Stored data:
=-=-=-=-=
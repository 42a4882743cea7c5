//! Embassy task bodies.
//!
//! These are regular `async fn`s, **not** Embassy `#[task]`s. Embassy tasks
//! cannot be generic, so the firmware wraps each one in a thin, concrete
//! task:
//!
//! ```ignore
//! #[embassy_executor::task]
//! async fn watchdog(signals: &'static TaskSignals<CriticalSectionRawMutex>) {
//!     idle_watchdog_task(signals, WatchdogConfig::default()).await
//! }
//! ```
//!
//! # Signal flow
//!
//! ```text
//!  foreground ──rearm──► watchdog ──melody_request──► melody
//!                           ▲                            │
//!                           └────────melody_done─────────┘
//! ```
//!
//! Run the watchdog and the melody on an executor that preempts the
//! foreground (an `InterruptExecutor`), so the melody cuts into a note that
//! is already playing.

use embassy_futures::select::{select, Either};
use embassy_sync::blocking_mutex::raw::RawMutex;
use embassy_sync::signal::Signal;
use embassy_time::{Instant, Timer};
use embedded_hal::delay::DelayNs;
use theremin::idle_watchdog::{IdleWatchdog, WatchdogConfig};
use theremin_segment_display::DisplaySink;
use theremin_tone::{AudioOutput, MelodyPlayer, ToneSynthesizer};

use crate::controller::Controller;
use crate::panel::OctaveSelector;
use crate::sensor::DistanceSensor;
use crate::serial::SerialSink;

/// The three signals connecting the foreground, the watchdog and the melody.
pub struct TaskSignals<M: RawMutex> {
    /// Foreground → watchdog: an interaction cycle completed.
    pub rearm: Signal<M, ()>,
    /// Watchdog → melody: the idle interval expired.
    pub melody_request: Signal<M, ()>,
    /// Melody → watchdog: the melody finished and the state is restored.
    pub melody_done: Signal<M, ()>,
}

impl<M: RawMutex> TaskSignals<M> {
    pub const fn new() -> Self {
        Self {
            rearm: Signal::new(),
            melody_request: Signal::new(),
            melody_done: Signal::new(),
        }
    }
}

impl<M: RawMutex> Default for TaskSignals<M> {
    fn default() -> Self {
        Self::new()
    }
}

// ── Foreground ───────────────────────────────────────────────────────────

/// Run interaction cycles forever, re-arming the watchdog after each one
/// that counts as interaction.
///
/// Errors are logged and the next cycle starts normally.
pub async fn foreground_task<M, S, PANEL, SENSOR, DISP, SER, OUT, DELAY>(
    mut controller: Controller<'_, M, PANEL, SENSOR, DISP, SER, OUT, DELAY>,
    signals: &TaskSignals<S>,
) -> !
where
    M: RawMutex,
    S: RawMutex,
    PANEL: OctaveSelector,
    SENSOR: DistanceSensor,
    DISP: DisplaySink,
    SER: SerialSink,
    OUT: AudioOutput,
    DELAY: DelayNs,
{
    loop {
        match controller.run_cycle() {
            Ok(outcome) => {
                if outcome.should_rearm() {
                    signals.rearm.signal(());
                }
            }
            Err(_e) => {
                #[cfg(feature = "defmt")]
                defmt::error!("Foreground cycle failed");
            }
        }

        // Let same-priority tasks run between cycles.
        embassy_futures::yield_now().await;
    }
}

// ── Idle watchdog ────────────────────────────────────────────────────────

/// Drive an [`IdleWatchdog`] from `embassy-time`.
///
/// While armed, waits for either the deadline or a re-arm request. On
/// expiry, requests the melody and waits for it to finish before re-arming.
pub async fn idle_watchdog_task<M: RawMutex>(signals: &TaskSignals<M>, config: WatchdogConfig) -> ! {
    let mut watchdog = IdleWatchdog::new(config, Instant::now().as_millis());

    #[cfg(feature = "defmt")]
    defmt::info!("Idle watchdog armed, interval {} ms", config.interval_ms);

    loop {
        let Some(deadline_ms) = watchdog.deadline_ms() else {
            signals.melody_done.wait().await;
            watchdog.finish(Instant::now().as_millis());
            continue;
        };

        match select(Timer::at(Instant::from_millis(deadline_ms)), signals.rearm.wait()).await {
            Either::First(()) => {
                if watchdog.poll(Instant::now().as_millis()) {
                    #[cfg(feature = "defmt")]
                    defmt::info!("Idle interval expired");
                    signals.melody_request.signal(());
                }
            }
            Either::Second(()) => {
                watchdog.arm(Instant::now().as_millis());
                #[cfg(feature = "defmt")]
                defmt::debug!("Idle watchdog re-armed");
            }
        }
    }
}

// ── Melody ───────────────────────────────────────────────────────────────

/// Play the melody each time it is requested.
///
/// [`MelodyPlayer::play()`] blocks for the whole scale; this task's
/// executor is unavailable to other tasks until it returns.
pub async fn melody_task<M, S, OUT, DELAY>(
    player: MelodyPlayer<'_, M>,
    mut synth: ToneSynthesizer<OUT, DELAY>,
    signals: &TaskSignals<S>,
) -> !
where
    M: RawMutex,
    S: RawMutex,
    OUT: AudioOutput,
    DELAY: DelayNs,
{
    loop {
        signals.melody_request.wait().await;

        if let Err(_e) = player.play(&mut synth) {
            #[cfg(feature = "defmt")]
            defmt::error!("Melody playback failed");
        }

        signals.melody_done.signal(());
    }
}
=-=-=-=-=
**Exercise:** For the string "crate", work out how many lines of the entries contain it and reply with that number alone.

**Answer to this exercise:** 4